The current study has limitations that need to be highlighted. It is not possible to determine whether students received concurrent non-pharmacological treatment or supportive measures such as teaching in a smaller group setting, help by extra personnel, or if the school specialized in teaching students with ADHD, as this information is not available in the registers. According to a report from 2016, about 5 percent of 7 th graders and 8 percent of 9 th graders in Sweden receive some form of educational support in compulsory school. 32 The presence of such supportive resources is not necessarily problematic since these interventions are likely to cluster at the school level and are thus accounted for in our analyses. However, if treatment is increasing in schools in which such resources are provided over time, or other unmeasured factors correlated with treatment length are present, our estimates might be positively biased. We do find that the strongest predictor of treatment assignment and length by far is year of graduation, reflecting an increase over time in the utilization of ADHD medication, but that other measured background factors at the individual and parental level are of relatively low importance neither for the extent of treatment nor for initiating treatment earlier or individual treatment pattern (see Table S8, available online). Nonetheless, despite controlling for an important set of confounders, it must be emphasized that the non-randomized design with regards to pharmacological treatment initiation is an inherent limitation of our results that precludes a causal interpretation.
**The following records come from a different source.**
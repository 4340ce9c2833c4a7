//! Raw byte retrieval for file-backed documents.

use super::ExtractError;
use async_trait::async_trait;
use reqwest::Client;

/// Interface for retrieving raw file bytes by URL.
#[async_trait]
pub trait FileFetcher: Send + Sync {
    /// Download the file at `url` and return its bytes.
    async fn fetch(&self, url: &str) -> Result<Vec<u8>, ExtractError>;
}

/// HTTP-backed fetcher used for PDF and JSON file references.
pub struct HttpFileFetcher {
    client: Client,
}

impl HttpFileFetcher {
    /// Wrap a shared reqwest client.
    pub fn new(client: Client) -> Self {
        Self { client }
    }
}

#[async_trait]
impl FileFetcher for HttpFileFetcher {
    async fn fetch(&self, url: &str) -> Result<Vec<u8>, ExtractError> {
        let response = self.client.get(url).send().await?;
        if !response.status().is_success() {
            let status = response.status();
            let body = response.text().await.unwrap_or_default();
            let error = ExtractError::UnexpectedStatus { status, body };
            tracing::error!(url, error = %error, "File fetch failed");
            return Err(error);
        }
        let bytes = response.bytes().await?;
        Ok(bytes.to_vec())
    }
}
ADHD is associated with substantially lower school performance. Pharmacological treatment of ADHD is associated with higher grades, eligibility for, and completion of, USS. The strength of these associations suggest that interventions targeting school performance should be initiated early, in conjunction with medication when considered appropriate by clinicians and the relevant stakeholders, for closing the school performance gap associated with ADHD. Potential beneficial effects of medication on school performance should be carefully weighed against potential adverse effects of medication, including side-effects (e.g., disturbed sleep, appetite loss), and problems with misuse and diversion.